# Exercise description:
In the data below, which lines hold "join"? Copy every one.

[Opening Material to process section]

//! Integration tests for settings persistence

use argon_core::settings::Settings;
use argon_core::types::{StreamFormat, VideoEncoderKind, VideoOrientation};
use tempfile::TempDir;

fn sample_settings(config_file: String) -> Settings {
    Settings {
        url_path: "cast".into(),
        address: "127.0.0.1".into(),
        port: 8080,
        video_encoder: VideoEncoderKind::X264,
        stream_format: StreamFormat::MpegTs,
        video_source: "cam-017".into(),
        audio_source: "mic-042".into(),
        audio_volume: 2.5,
        video_orientation: VideoOrientation::Portrait,
        audio_source_muted: true,
        ignore_url_params: true,
        disable_web_ui: true,
        disable_ctrl_api: false,
        log_requests: true,
        config_file,
        ..Default::default()
    }
}

#[test]
fn test_config_file_round_trip() {
    let dir = TempDir::new().unwrap();
    let path = dir.path().join("argon.conf");
    let path_str = path.to_str().unwrap().to_string();

    let saved = sample_settings(path_str.clone()).finalize().unwrap();
    assert!(path.is_file());

    // a second start loads the same values back
    let loaded = Settings {
        config_file: path_str,
        ..Default::default()
    }
    .finalize()
    .unwrap();

    assert_eq!(loaded, saved);
}

#[test]
fn test_config_file_written_when_absent() {
    let dir = TempDir::new().unwrap();
    let path = dir.path().join("new.conf");

    let settings = Settings {
        url_path: "x".into(),
        config_file: path.to_str().unwrap().into(),
        ..Default::default()
    }
    .finalize()
    .unwrap();

    assert!(path.is_file());
    let content = std::fs::read_to_string(&path).unwrap();
    assert!(content.contains("[General]"));
    assert!(content.contains("url-path"));
    assert_eq!(settings.url_path, "x");
}

#[test]
fn test_invalid_file_values_keep_cli_defaults() {
    let dir = TempDir::new().unwrap();
    let path = dir.path().join("bad.conf");
    std::fs::write(
        &path,
        "[General]\nport=notaport\nvideo-encoder=quicksync\ndefault-stream-format=ogg\n",
    )
    .unwrap();

    let settings = Settings {
        url_path: "x".into(),
        port: 9000,
        video_encoder: VideoEncoderKind::Nvenc,
        stream_format: StreamFormat::Mp4,
        config_file: path.to_str().unwrap().into(),
        ..Default::default()
    }
    .finalize()
    .unwrap();

    assert_eq!(settings.port, 9000);
    assert_eq!(settings.video_encoder, VideoEncoderKind::Nvenc);
    assert_eq!(settings.stream_format, StreamFormat::Mp4);
}

#[test]
fn test_missing_url_path_is_generated() {
    let settings = Settings::default().finalize().unwrap();
    assert_eq!(settings.url_path.len(), 5);
    assert!(settings.url_path.chars().all(|c| c.is_ascii_alphanumeric()));
}

#[test]
fn test_url_param_enum_spellings() {
    let mut settings = Settings::default();

    settings.update_param("stream-format", "mpegts");
    assert_eq!(settings.stream_format, StreamFormat::MpegTs);

    settings.update_param("video-orientation", "inverted-portrait");
    assert_eq!(
        settings.video_orientation,
        VideoOrientation::InvertedPortrait
    );

    settings.update_param("audio-source-muted", "enabled");
    assert!(settings.audio_source_muted);
    settings.update_param("audio-source-muted", "off");
    assert!(!settings.audio_source_muted);
}

#[test]
fn test_unknown_url_param_is_ignored() {
    let mut settings = Settings::default();
    let before = settings.clone();
    settings.update_param("bitrate", "9000");
    assert_eq!(settings, before);
}

#[test]
fn test_source_off_values() {
    let dir = TempDir::new().unwrap();
    let path = dir.path().join("off.conf");
    std::fs::write(
        &path,
        "[General]\ndefault-video-source=disabled\ndefault-audio-source=no\n",
    )
    .unwrap();

    let settings = Settings {
        url_path: "x".into(),
        video_source: "cam-001".into(),
        audio_source: "mic-001".into(),
        config_file: path.to_str().unwrap().into(),
        ..Default::default()
    }
    .finalize()
    .unwrap();

    assert!(settings.video_source.is_empty());
    assert!(settings.audio_source.is_empty());
}
//! Bounded FIFO byte ring with force-push semantics
//!
//! The buffer grows geometrically up to `hard_max`; once it cannot grow
//! any further a force-push evicts the oldest bytes instead of failing.
//! The buffer carries no lock of its own — the owner of a shared buffer
//! also owns its mutex, so both sides of a producer/consumer pair agree
//! on one lock.

/// Byte ring of `{capacity, hard_max, head, size}`
#[derive(Debug)]
pub struct DataBuffer {
    buf: Vec<u8>,
    hard_max: usize,
    head: usize,
    size: usize,
}

impl DataBuffer {
    /// Create a buffer with an initial capacity and a growth ceiling
    pub fn new(capacity: usize, hard_max: usize) -> Self {
        let capacity = capacity.max(1);
        Self {
            buf: vec![0; capacity],
            hard_max: hard_max.max(capacity),
            head: 0,
            size: 0,
        }
    }

    /// Bytes currently stored
    pub fn len(&self) -> usize {
        self.size
    }

    pub fn is_empty(&self) -> bool {
        self.size == 0
    }

    /// Current allocated capacity
    pub fn capacity(&self) -> usize {
        self.buf.len()
    }

    /// Growth ceiling
    pub fn max_size(&self) -> usize {
        self.hard_max
    }

    /// True when at least `n` bytes can be pulled
    pub fn has_enough_data(&self, n: usize) -> bool {
        self.size >= n
    }

    /// True when `n` more bytes fit without evicting anything
    pub fn has_free_space(&self, n: usize) -> bool {
        self.size + n <= self.hard_max
    }

    pub fn clear(&mut self) {
        self.head = 0;
        self.size = 0;
    }

    /// Append all of `src`, growing up to `hard_max` and then evicting the
    /// oldest bytes. Never fails, never partial.
    pub fn push_exact_force(&mut self, src: &[u8]) {
        if src.is_empty() {
            return;
        }

        // A push larger than the ceiling keeps only its own tail.
        if src.len() >= self.hard_max {
            self.reserve(self.hard_max);
            self.head = 0;
            self.size = 0;
            let keep = &src[src.len() - self.hard_max..];
            self.copy_in(keep);
            self.size = keep.len();
            return;
        }

        let needed = self.size + src.len();
        if needed > self.buf.len() {
            self.reserve(needed);
        }
        if needed > self.buf.len() {
            // At hard_max: make room by dropping the oldest bytes.
            let overflow = needed - self.buf.len();
            self.discard_exact(overflow);
        }

        self.copy_in(src);
        self.size += src.len();
    }

    /// As `push_exact_force` with `n` zero bytes (silence padding)
    pub fn push_null_exact_force(&mut self, n: usize) {
        // Padding runs are short (at most one audio frame), so a scratch
        // allocation per call would still be fine; keep it simple.
        const ZEROS: [u8; 4096] = [0; 4096];
        let mut left = n;
        while left > 0 {
            let chunk = left.min(ZEROS.len());
            self.push_exact_force(&ZEROS[..chunk]);
            left -= chunk;
        }
    }

    /// Move up to `dst.len()` bytes out of the ring; returns the count
    pub fn pull(&mut self, dst: &mut [u8]) -> usize {
        let n = dst.len().min(self.size);
        if n == 0 {
            return 0;
        }

        let cap = self.buf.len();
        let first = n.min(cap - self.head);
        dst[..first].copy_from_slice(&self.buf[self.head..self.head + first]);
        if first < n {
            dst[first..n].copy_from_slice(&self.buf[..n - first]);
        }

        self.head = (self.head + n) % cap;
        self.size -= n;
        n
    }

    /// Remove `n` bytes without copying; `n` must not exceed `len()`
    pub fn discard_exact(&mut self, n: usize) {
        debug_assert!(n <= self.size);
        let n = n.min(self.size);
        self.head = (self.head + n) % self.buf.len();
        self.size -= n;
    }

    /// Contiguous view of the front of the ring, up to the wrap point
    pub fn contiguous(&self) -> &[u8] {
        let end = (self.head + self.size).min(self.buf.len());
        &self.buf[self.head..end]
    }

    /// Grow towards `hard_max`, linearizing the stored bytes
    fn reserve(&mut self, needed: usize) {
        let target = needed.max(self.buf.len() * 2).min(self.hard_max);
        if target <= self.buf.len() {
            return;
        }

        let mut new_buf = vec![0; target];
        let mut stored = vec![0u8; self.size];
        let size = self.size;
        self.pull(&mut stored);
        new_buf[..size].copy_from_slice(&stored);
        self.buf = new_buf;
        self.head = 0;
        self.size = size;
    }

    /// Copy `src` in at the tail; caller guarantees it fits
    fn copy_in(&mut self, src: &[u8]) {
        let cap = self.buf.len();
        let tail = (self.head + self.size) % cap;
        let first = src.len().min(cap - tail);
        self.buf[tail..tail + first].copy_from_slice(&src[..first]);
        if first < src.len() {
            let rest = src.len() - first;
            self.buf[..rest].copy_from_slice(&src[first..]);
        }
    }
}

#[cfg(test)]
mod tests {
    use super::*;

    #[test]
    fn test_fifo_order() {
        let mut b = DataBuffer::new(8, 64);
        b.push_exact_force(&[1, 2, 3]);
        b.push_exact_force(&[4, 5]);
        let mut out = [0u8; 5];
        assert_eq!(b.pull(&mut out), 5);
        assert_eq!(out, [1, 2, 3, 4, 5]);
        assert!(b.is_empty());
    }

    #[test]
    fn test_grows_before_evicting() {
        let mut b = DataBuffer::new(4, 16);
        b.push_exact_force(&[0; 4]);
        b.push_exact_force(&[1; 8]);
        assert_eq!(b.len(), 12);
        assert!(b.capacity() <= 16);
    }

    #[test]
    fn test_wraparound() {
        let mut b = DataBuffer::new(4, 4);
        b.push_exact_force(&[1, 2, 3]);
        let mut out = [0u8; 2];
        b.pull(&mut out);
        b.push_exact_force(&[4, 5, 6]);
        let mut rest = [0u8; 4];
        assert_eq!(b.pull(&mut rest), 4);
        assert_eq!(rest, [3, 4, 5, 6]);
    }

    #[test]
    fn test_null_padding() {
        let mut b = DataBuffer::new(8, 8);
        b.push_exact_force(&[9; 2]);
        b.push_null_exact_force(3);
        let mut out = [1u8; 5];
        b.pull(&mut out);
        assert_eq!(out, [9, 9, 0, 0, 0]);
    }
}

[Closing Material to process section]

# Completed task:
    let path = dir.path().join("argon.conf");
    let path = dir.path().join("new.conf");
    let path = dir.path().join("bad.conf");
    let path = dir.path().join("off.conf");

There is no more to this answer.